25. Which of these qualifications do you hold?
So I told them, but then they wanted me to tick a box if those qualifications are foreign. But only part of them are. Hmmm. I do feel for the statisticians.
34. What is your full and specific job title? Hourly paid lecturer. Yes, it is exactly the same job I held before coming here and spending a lot of time obtaining a PhD. Yes, it is true that I thought a PhD would get me a full-time permanent position. No, I couldn't have predicted that I would ever live through such a deep recession as this. Yes, I should have predicted that the humanities would be considered a convenient line item i the budget here and abroad. Yes, I see that I should have followed my mother's advice and become and engineer. No, becoming an engineer now will do me zero good, since new engineers are making a pitance.
38. In your main job, what is the name of the organisation you work for? The University of ________. Um Yes, I do see that that is not in the UK. Did I mention giving up a shop job to take another job and the new company going bankrupt? Did I mention that I love teaching online, but it doesn't actually pay the bills? I get that I am a complete failure in the obtaining work paying 35,000 pounds a year in order to fulfill the points-based system requirements. I get that that number is 11,000 pounds a year higher than it was 18 months ago. I get that I am more ancient in the land of the points based system than I am on the marriage market. I get that I am well qualified for work that you are desperate to have filled, but that work does not fulfill the 35,000 pound requirement. Thanks for bringing it up.

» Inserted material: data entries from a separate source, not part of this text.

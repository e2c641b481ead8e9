//! Access log format module
//!
//! Supports three log formats:
//! - `combined` (Apache/Nginx combined format)
//! - `common` (Common Log Format - CLF)
//! - `json` (JSON structured logging)

use chrono::Local;

/// Access log entry for one proxied request
#[derive(Debug, Clone)]
pub struct AccessLogEntry {
    /// Client IP address
    pub remote_addr: String,
    /// Request timestamp
    pub time: chrono::DateTime<Local>,
    /// HTTP method (GET, HEAD, ...)
    pub method: String,
    /// Request URI path
    pub path: String,
    /// Query string (without leading ?)
    pub query: Option<String>,
    /// HTTP version (1.0, 1.1, 2)
    pub http_version: String,
    /// Response status code
    pub status: u16,
    /// Response body size in bytes
    pub body_bytes: usize,
    /// Referer header
    pub referer: Option<String>,
    /// User-Agent header
    pub user_agent: Option<String>,
    /// Request processing time in microseconds
    pub request_time_us: u64,
}

impl AccessLogEntry {
    /// Format the log entry according to the specified format.
    ///
    /// Unknown format names fall back to `combined`.
    pub fn format(&self, format: &str) -> String {
        match format {
            "common" => self.format_common(),
            "json" => self.format_json(),
            _ => self.format_combined(),
        }
    }

    fn request_line(&self) -> String {
        format!(
            "{} {}{} HTTP/{}",
            self.method,
            self.path,
            self.query
                .as_ref()
                .map(|q| format!("?{q}"))
                .unwrap_or_default(),
            self.http_version,
        )
    }

    /// Apache/Nginx Combined Log Format
    /// `$remote_addr - - [$time_local] "$request" $status $body_bytes_sent "$http_referer" "$http_user_agent"`
    fn format_combined(&self) -> String {
        format!(
            "{} - - [{}] \"{}\" {} {} \"{}\" \"{}\"",
            self.remote_addr,
            self.time.format("%d/%b/%Y:%H:%M:%S %z"),
            self.request_line(),
            self.status,
            self.body_bytes,
            self.referer.as_deref().unwrap_or("-"),
            self.user_agent.as_deref().unwrap_or("-"),
        )
    }

    /// Common Log Format (CLF)
    /// `$remote_addr - - [$time_local] "$request" $status $body_bytes_sent`
    fn format_common(&self) -> String {
        format!(
            "{} - - [{}] \"{}\" {} {}",
            self.remote_addr,
            self.time.format("%d/%b/%Y:%H:%M:%S %z"),
            self.request_line(),
            self.status,
            self.body_bytes,
        )
    }

    /// JSON structured format, one object per line
    fn format_json(&self) -> String {
        serde_json::json!({
            "remote_addr": self.remote_addr,
            "time": self.time.to_rfc3339(),
            "method": self.method,
            "path": self.path,
            "query": self.query,
            "http_version": self.http_version,
            "status": self.status,
            "body_bytes": self.body_bytes,
            "referer": self.referer,
            "user_agent": self.user_agent,
            "request_time_us": self.request_time_us,
        })
        .to_string()
    }
}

42. In your main job, how many hours a week (including paid and unpaid overtime) do you usually work? That depends on whether you ask the university or you actually add up my hours. Do you really want to have this conversation?
My name, today's date, and my telephone number are exactly the same as they were an hour ago.
I must sound even more bitter to you all than I do to myself. The purple form has been filled in (out) and popped in the mail. I'm reasonably certain that I'll not see another census form for at least nine years. By that time, we could all be living on Mars.
As for the above photograph: All government forms in this country have a pastel main color with bright color highlights. Those of you who work in design can perhaps tell me why it is Easter year road in the government forms department. The census is no different. It's pastel purple with true purple highlights. True purple is also the universal color; it looks good on all of us. Boy does it stand out with the other mail. I feel like it should have been what we called diarrhea green when we were kids. Maybe I'm being unfair because Census 2011 made me want to blow chunks (wasn't being a kid fun?).
Edit: Kym of the Kanon Collective in Denver points out that purple, as a royal colo(u)r, seems appropriate for any form which counts the Queen's many citizens.